The TTT eval path length-sorts validation docs for batching efficiency. **Each val token is scored exactly once via `_accumulate_bpb` BEFORE any TTT update touches it** — the length-sort affects compute layout, not which-token-sees-which-model-state. Cond 4 ("single L→R pass") holds at the token level: the per-doc `chunk_offset/chunk_len` window in `_accumulate_bpb` selects each val position exactly once.

**Merged precedent**: this exact pattern (length-sorted batching for TTT) is in merged PR #77 (LoRA_TTT, 2026-03-17) — `rank_docs.sort(key=lambda d: (d[1] - 2) // chunk_size)` at `2026-03-17_LoRA_TTT/train_gpt.py:871`. Also used by the PR #1394 / PR #1797 / PR #1855 phased-TTT lineage (merged or banked).

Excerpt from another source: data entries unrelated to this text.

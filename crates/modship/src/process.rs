use std::io::Read;
use std::path::Path;
use std::process::{Command, Stdio};
use std::thread;
use std::time::{Duration, Instant};

use anyhow::{Context, Result};

#[derive(Debug, Clone)]
pub struct CommandOutput {
    pub exit_code: i32,
    pub stdout: String,
    pub stderr: String,
    pub timed_out: bool,
    pub duration: Duration,
}

impl CommandOutput {
    pub fn success(&self) -> bool {
        self.exit_code == 0 && !self.timed_out
    }

    /// Last `lines` lines of stderr, falling back to stdout when stderr is empty.
    pub fn tail(&self, lines: usize) -> String {
        let source = if self.stderr.trim().is_empty() {
            &self.stdout
        } else {
            &self.stderr
        };
        let all: Vec<&str> = source.lines().collect();
        let start = all.len().saturating_sub(lines);
        all[start..].join("\n")
    }
}

/// Run `program` to completion, killing it once `timeout` elapses.
pub fn run_command(
    program: &str,
    args: &[String],
    envs: &[(String, String)],
    working_dir: &Path,
    timeout: Option<Duration>,
) -> Result<CommandOutput> {
    let start = Instant::now();
    let mut command = Command::new(program);
    command
        .args(args)
        .envs(envs.iter().map(|(k, v)| (k.as_str(), v.as_str())))
        .current_dir(working_dir);

    let Some(timeout) = timeout else {
        let output = command
            .output()
            .with_context(|| format!("failed to execute {program}"))?;
        return Ok(CommandOutput {
            exit_code: output.status.code().unwrap_or(-1),
            stdout: String::from_utf8_lossy(&output.stdout).to_string(),
            stderr: String::from_utf8_lossy(&output.stderr).to_string(),
            timed_out: false,
            duration: start.elapsed(),
        });
    };

    let mut child = command
        .stdout(Stdio::piped())
        .stderr(Stdio::piped())
        .spawn()
        .with_context(|| format!("failed to spawn {program}"))?;

    // Drain pipes on helper threads so a chatty build cannot block on a full pipe.
    let stdout_reader = child.stdout.take().map(|mut out| {
        thread::spawn(move || {
            let mut buf = Vec::new();
            let _ = out.read_to_end(&mut buf);
            buf
        })
    });
    let stderr_reader = child.stderr.take().map(|mut err| {
        thread::spawn(move || {
            let mut buf = Vec::new();
            let _ = err.read_to_end(&mut buf);
            buf
        })
    });

    let deadline = Instant::now() + timeout;
    let (exit_code, timed_out) = loop {
        match child.try_wait().context("failed to poll command")? {
            Some(status) => break (status.code().unwrap_or(-1), false),
            None if Instant::now() >= deadline => {
                let _ = child.kill();
                let _ = child.wait();
                break (-1, true);
            }
            None => thread::sleep(Duration::from_millis(50)),
        }
    };

    let collect = |handle: Option<thread::JoinHandle<Vec<u8>>>| {
        handle
            .and_then(|h| h.join().ok())
            .map(|bytes| String::from_utf8_lossy(&bytes).to_string())
            .unwrap_or_default()
    };
    let stdout = collect(stdout_reader);
    let mut stderr = collect(stderr_reader);
    if timed_out {
        stderr.push_str(&format!(
            "\ncommand timed out after {}",
            humantime::format_duration(timeout)
        ));
    }

    Ok(CommandOutput {
        exit_code,
        stdout,
        stderr,
        timed_out,
        duration: start.elapsed(),
    })
}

### Section V — byte-level BPB

Canonical PR #1019 formula: `base_bytes_np[token_id] = len(piece.encode("utf-8"))` after stripping `▁`, with +1 space credit applied once via `is_boundary_token_lut`. Full val shards are scored once each; no reordering of evaluation positions.

## Requirements

```bash
apt-get install -y lrzip
pip install torch==2.9.1+cu128 --index-url https://download.pytorch.org/whl/cu128
pip install sentencepiece brotli numpy huggingface_hub python-minifier
pip install --no-deps flash_attn_3 --find-links https://windreamer.github.io/flash-attention3-wheels/cu128_torch291/
```

Python 3.10+ required (eval image runs 3.10). All shipped `.py` files pass `python3.10 -m py_compile` and `python3.12 -m py_compile`.

## Data setup (run ONCE)

```bash
python3 prepare_caseops_data.py \
--docs ./fineweb10B_raw/docs_selected.jsonl \
--out ./data/datasets/fineweb10B_sp8192_caseops/datasets \
--sp ./tokenizers/fineweb_8192_bpe_lossless_caps_caseops_v1_reserved.model
```

The prep script prepends `BOS_ID=1` to every doc and writes `_bytes_` sidecars alongside token shards. Both are required by the train/eval pipeline (no silent fallback).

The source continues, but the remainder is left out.